Der Lobbyingeffort erstaunt nicht. Auch wenn es nicht für den Stammtisch taugt: Die Netzneutralität ist eines der politischen Themen dieses Sommers. Vor wenigen Wochen hat die dafür zuständige Kommission für Verkehr und Fernmeldewesen dem Nationalrat empfohlen, auf die Revision des Fernmeldegesetzes einzutreten, die der Bundesrat vorgelegt hat. Darin enthalten ist auch ein Vorschlag zu ebendieser Netzneutralität. Für April und Juni sind in der Kommission weitere Detailberatungen vorgesehen.

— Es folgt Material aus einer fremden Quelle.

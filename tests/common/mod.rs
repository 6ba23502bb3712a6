//! Recording in-memory service used by the executor tests.
#![allow(dead_code)]

use std::collections::HashMap;
use std::sync::Mutex;

use futures::stream::{self, StreamExt};
use ga_reports::client::{MediaSource, MediaStream, ServiceCall};
use ga_reports::error::{ReportError, Result};
use reqwest::Method;
use serde_json::Value;

#[derive(Debug, Clone, PartialEq)]
pub struct RecordedCall {
    pub method: Method,
    pub path: String,
    pub params: Vec<(String, String)>,
}

impl RecordedCall {
    pub fn param(&self, name: &str) -> Option<&str> {
        self.params
            .iter()
            .find(|(k, _)| k == name)
            .map(|(_, v)| v.as_str())
    }
}

pub enum FakeChunk {
    Data(Vec<u8>),
    Fail(String),
}

/// Serves canned JSON per (method, path). Repeated calls walk through the registered
/// responses and keep returning the last one.
#[derive(Default)]
pub struct FakeService {
    responses: HashMap<(Method, String), Vec<Value>>,
    failures: HashMap<(Method, String), u16>,
    media: Mutex<HashMap<String, Vec<FakeChunk>>>,
    served: Mutex<HashMap<(Method, String), usize>>,
    calls: Mutex<Vec<RecordedCall>>,
}

impl FakeService {
    pub fn new() -> Self {
        Self::default()
    }

    pub fn respond(mut self, method: Method, path: &str, body: Value) -> Self {
        self.responses
            .entry((method, path.to_string()))
            .or_default()
            .push(body);
        self
    }

    pub fn fail(mut self, method: Method, path: &str, status: u16) -> Self {
        self.failures.insert((method, path.to_string()), status);
        self
    }

    pub fn media(self, path: &str, chunks: Vec<FakeChunk>) -> Self {
        self.media
            .lock()
            .unwrap()
            .insert(path.to_string(), chunks);
        self
    }

    pub fn calls(&self) -> Vec<RecordedCall> {
        self.calls.lock().unwrap().clone()
    }

    pub fn paths(&self) -> Vec<String> {
        self.calls().into_iter().map(|c| c.path).collect()
    }

    fn record(&self, method: &Method, path: &str, params: &[(&str, &str)]) {
        self.calls.lock().unwrap().push(RecordedCall {
            method: method.clone(),
            path: path.to_string(),
            params: params
                .iter()
                .map(|(k, v)| (k.to_string(), v.to_string()))
                .collect(),
        });
    }

    fn failure(&self, method: &Method, path: &str) -> Option<ReportError> {
        self.failures
            .get(&(method.clone(), path.to_string()))
            .map(|status| ReportError::ApiError {
                status: *status,
                message: format!("fake failure for {}", path),
            })
    }
}

impl ServiceCall for FakeService {
    async fn call(&self, method: Method, path: &str, params: &[(&str, &str)]) -> Result<Value> {
        self.record(&method, path, params);
        if let Some(err) = self.failure(&method, path) {
            return Err(err);
        }

        let key = (method, path.to_string());
        let Some(bodies) = self.responses.get(&key) else {
            return Err(ReportError::ApiError {
                status: 404,
                message: format!("no fake response for {}", path),
            });
        };

        let mut served = self.served.lock().unwrap();
        let count = served.entry(key).or_insert(0);
        let body = bodies[(*count).min(bodies.len() - 1)].clone();
        *count += 1;
        Ok(body)
    }
}

impl MediaSource for FakeService {
    async fn open_media(&self, path: &str, params: &[(&str, &str)]) -> Result<MediaStream> {
        self.record(&Method::GET, path, params);
        if let Some(err) = self.failure(&Method::GET, path) {
            return Err(err);
        }

        let chunks = self
            .media
            .lock()
            .unwrap()
            .remove(path)
            .unwrap_or_default();
        let total = chunks
            .iter()
            .map(|c| match c {
                FakeChunk::Data(d) => d.len() as u64,
                FakeChunk::Fail(_) => 0,
            })
            .sum();

        let items: Vec<Result<Vec<u8>>> = chunks
            .into_iter()
            .map(|c| match c {
                FakeChunk::Data(d) => Ok(d),
                FakeChunk::Fail(message) => Err(ReportError::InvalidResponse(message)),
            })
            .collect();

        Ok(MediaStream {
            total: Some(total),
            chunks: stream::iter(items).boxed(),
        })
    }
}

Das hört sich zwar technokratisch an, ist aber für fast alle Bürgerinnen von Bedeutung – schliesslich besitzen 93 Prozent aller Schweizer Privathaushalte einen Internetanschluss. Netzneutralität bezeichnet die Pflicht von Netzbetreibern wie Swisscom, Salt oder UPC zur Gleichbehandlung aller Daten bei der Übertragung im Internet. Sie müssen alle Daten mit gleicher Qualität und Geschwindigkeit übertragen, unabhängig davon, ob beispielsweise ein Riese wie Google sie ins Netz stellt oder ein Winzling wie Ihre Nachbarin mit ihrem Blog. Das schliesst insbesondere aus, dass die Netzbetreiber von Anbietern Geld verlangen, um deren Produkte gleichberechtigt zu übertragen. Und so ihre Marktmacht ausnutzen (die eine Lesart) beziehungsweise ihre Investitionen monetarisieren (die andere Lesart).
Alle Daten sind gleich – oder?
Hinter der Schweizer Grenze ist Netzneutralität seit 2015 im EU-Recht verankert, in den USA schafft Trump das unter Obama eingeführte Gesetz gerade wieder ab. In der Schweiz hat man bisher das Thema der Branche in Selbstregulierung überlassen: Swisscom, Sunrise, UPC, Salt und die Verbände Suissedigital und Asut haben sich selbst 2014 mit den «Verhaltensrichtlinien Netzneutralität» einen eigenen Kodex verpasst. Was dieser beinhaltet, beschreibt unter anderem die Swisscom in ihrem jüngsten Geschäftsbericht: «In der Schweiz sollen alle Nutzer Inhalte, Dienste, Anwendungen, Hard- und Software nach ihrer Wahl nutzen», heisst es dort. «Vorbehaltlich behördlicher Aufforderungen sperrt Swisscom deshalb keinerlei Dienste und Anwendungen; die Informations- und Meinungsäusserungsfreiheit im Web bleiben uneingeschränkt erhalten.»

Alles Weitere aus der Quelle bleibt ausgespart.